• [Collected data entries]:
* * * * * * * * *

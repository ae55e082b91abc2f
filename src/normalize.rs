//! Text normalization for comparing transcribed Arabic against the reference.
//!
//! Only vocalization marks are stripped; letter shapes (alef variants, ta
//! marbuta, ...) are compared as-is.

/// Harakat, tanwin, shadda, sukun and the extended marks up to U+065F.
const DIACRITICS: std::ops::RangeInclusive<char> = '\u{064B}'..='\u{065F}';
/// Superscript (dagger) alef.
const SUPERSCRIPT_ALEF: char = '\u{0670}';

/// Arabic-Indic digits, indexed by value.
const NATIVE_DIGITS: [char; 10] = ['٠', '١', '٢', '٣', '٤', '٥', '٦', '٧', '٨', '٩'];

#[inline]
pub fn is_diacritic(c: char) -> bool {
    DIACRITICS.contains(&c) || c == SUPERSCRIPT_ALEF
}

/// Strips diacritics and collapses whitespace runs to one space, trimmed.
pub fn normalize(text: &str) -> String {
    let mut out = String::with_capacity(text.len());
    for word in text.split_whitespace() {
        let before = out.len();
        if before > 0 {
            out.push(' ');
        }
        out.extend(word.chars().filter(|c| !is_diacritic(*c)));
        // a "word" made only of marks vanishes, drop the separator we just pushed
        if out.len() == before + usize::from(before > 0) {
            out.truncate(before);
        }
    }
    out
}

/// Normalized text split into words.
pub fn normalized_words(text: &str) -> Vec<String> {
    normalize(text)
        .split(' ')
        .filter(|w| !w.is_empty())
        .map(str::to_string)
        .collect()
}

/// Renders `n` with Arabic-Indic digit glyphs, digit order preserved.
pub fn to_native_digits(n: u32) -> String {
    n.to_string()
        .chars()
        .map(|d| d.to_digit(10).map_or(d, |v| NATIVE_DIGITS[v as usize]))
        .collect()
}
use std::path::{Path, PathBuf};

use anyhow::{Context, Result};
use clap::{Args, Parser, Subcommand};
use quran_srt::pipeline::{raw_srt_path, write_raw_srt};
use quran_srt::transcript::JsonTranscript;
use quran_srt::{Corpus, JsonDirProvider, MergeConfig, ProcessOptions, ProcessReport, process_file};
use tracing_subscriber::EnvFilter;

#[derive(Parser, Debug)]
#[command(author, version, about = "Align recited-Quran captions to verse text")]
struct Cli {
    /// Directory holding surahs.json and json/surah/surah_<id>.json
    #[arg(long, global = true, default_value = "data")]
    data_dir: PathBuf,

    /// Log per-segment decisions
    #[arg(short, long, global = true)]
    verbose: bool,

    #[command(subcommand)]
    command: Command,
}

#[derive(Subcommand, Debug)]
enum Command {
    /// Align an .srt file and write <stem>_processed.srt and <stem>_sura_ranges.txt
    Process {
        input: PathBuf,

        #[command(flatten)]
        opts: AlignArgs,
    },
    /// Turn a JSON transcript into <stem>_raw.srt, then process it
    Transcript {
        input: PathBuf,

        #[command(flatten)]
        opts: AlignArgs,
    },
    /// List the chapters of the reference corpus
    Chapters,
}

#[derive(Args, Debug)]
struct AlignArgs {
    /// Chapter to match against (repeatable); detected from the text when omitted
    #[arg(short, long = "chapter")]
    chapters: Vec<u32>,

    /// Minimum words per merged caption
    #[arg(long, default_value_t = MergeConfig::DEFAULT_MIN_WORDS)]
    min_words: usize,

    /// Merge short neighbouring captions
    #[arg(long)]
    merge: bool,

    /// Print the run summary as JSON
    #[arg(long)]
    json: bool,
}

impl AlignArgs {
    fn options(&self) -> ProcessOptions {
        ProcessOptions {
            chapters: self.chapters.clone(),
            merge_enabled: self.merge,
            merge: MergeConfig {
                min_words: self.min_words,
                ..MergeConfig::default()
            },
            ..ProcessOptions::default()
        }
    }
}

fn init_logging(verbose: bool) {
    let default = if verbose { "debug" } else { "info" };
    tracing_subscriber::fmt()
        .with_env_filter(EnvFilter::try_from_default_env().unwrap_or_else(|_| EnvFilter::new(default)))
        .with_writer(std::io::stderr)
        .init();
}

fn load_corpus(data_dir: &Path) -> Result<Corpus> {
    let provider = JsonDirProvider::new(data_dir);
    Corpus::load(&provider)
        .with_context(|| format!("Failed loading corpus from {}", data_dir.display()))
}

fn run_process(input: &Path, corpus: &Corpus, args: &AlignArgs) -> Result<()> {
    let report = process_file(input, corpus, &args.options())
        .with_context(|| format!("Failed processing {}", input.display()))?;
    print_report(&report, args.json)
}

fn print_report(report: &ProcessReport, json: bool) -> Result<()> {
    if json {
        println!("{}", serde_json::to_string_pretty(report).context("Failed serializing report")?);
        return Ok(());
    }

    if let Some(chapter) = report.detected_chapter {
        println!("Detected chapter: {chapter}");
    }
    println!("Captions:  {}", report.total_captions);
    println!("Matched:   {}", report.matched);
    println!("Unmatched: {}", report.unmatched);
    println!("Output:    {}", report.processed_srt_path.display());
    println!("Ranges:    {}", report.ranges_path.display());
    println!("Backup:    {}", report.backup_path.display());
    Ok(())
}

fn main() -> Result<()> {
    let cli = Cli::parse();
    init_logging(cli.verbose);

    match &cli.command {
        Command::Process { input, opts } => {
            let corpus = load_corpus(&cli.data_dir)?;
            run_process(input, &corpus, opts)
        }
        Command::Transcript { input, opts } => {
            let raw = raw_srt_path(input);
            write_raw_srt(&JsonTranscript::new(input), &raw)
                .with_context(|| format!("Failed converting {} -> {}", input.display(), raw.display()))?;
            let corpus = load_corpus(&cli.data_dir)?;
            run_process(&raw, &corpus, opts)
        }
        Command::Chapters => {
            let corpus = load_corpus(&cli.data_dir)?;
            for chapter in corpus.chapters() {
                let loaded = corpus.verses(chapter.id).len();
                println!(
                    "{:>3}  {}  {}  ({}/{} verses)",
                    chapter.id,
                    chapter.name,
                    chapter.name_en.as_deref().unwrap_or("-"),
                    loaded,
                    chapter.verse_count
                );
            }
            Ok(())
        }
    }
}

* * * * * * * * *

Show every line in the entries above that contains the string "JsonDirProvider".

use quran_srt::{Corpus, JsonDirProvider, MergeConfig, ProcessOptions, ProcessReport, process_file};
    let provider = JsonDirProvider::new(data_dir);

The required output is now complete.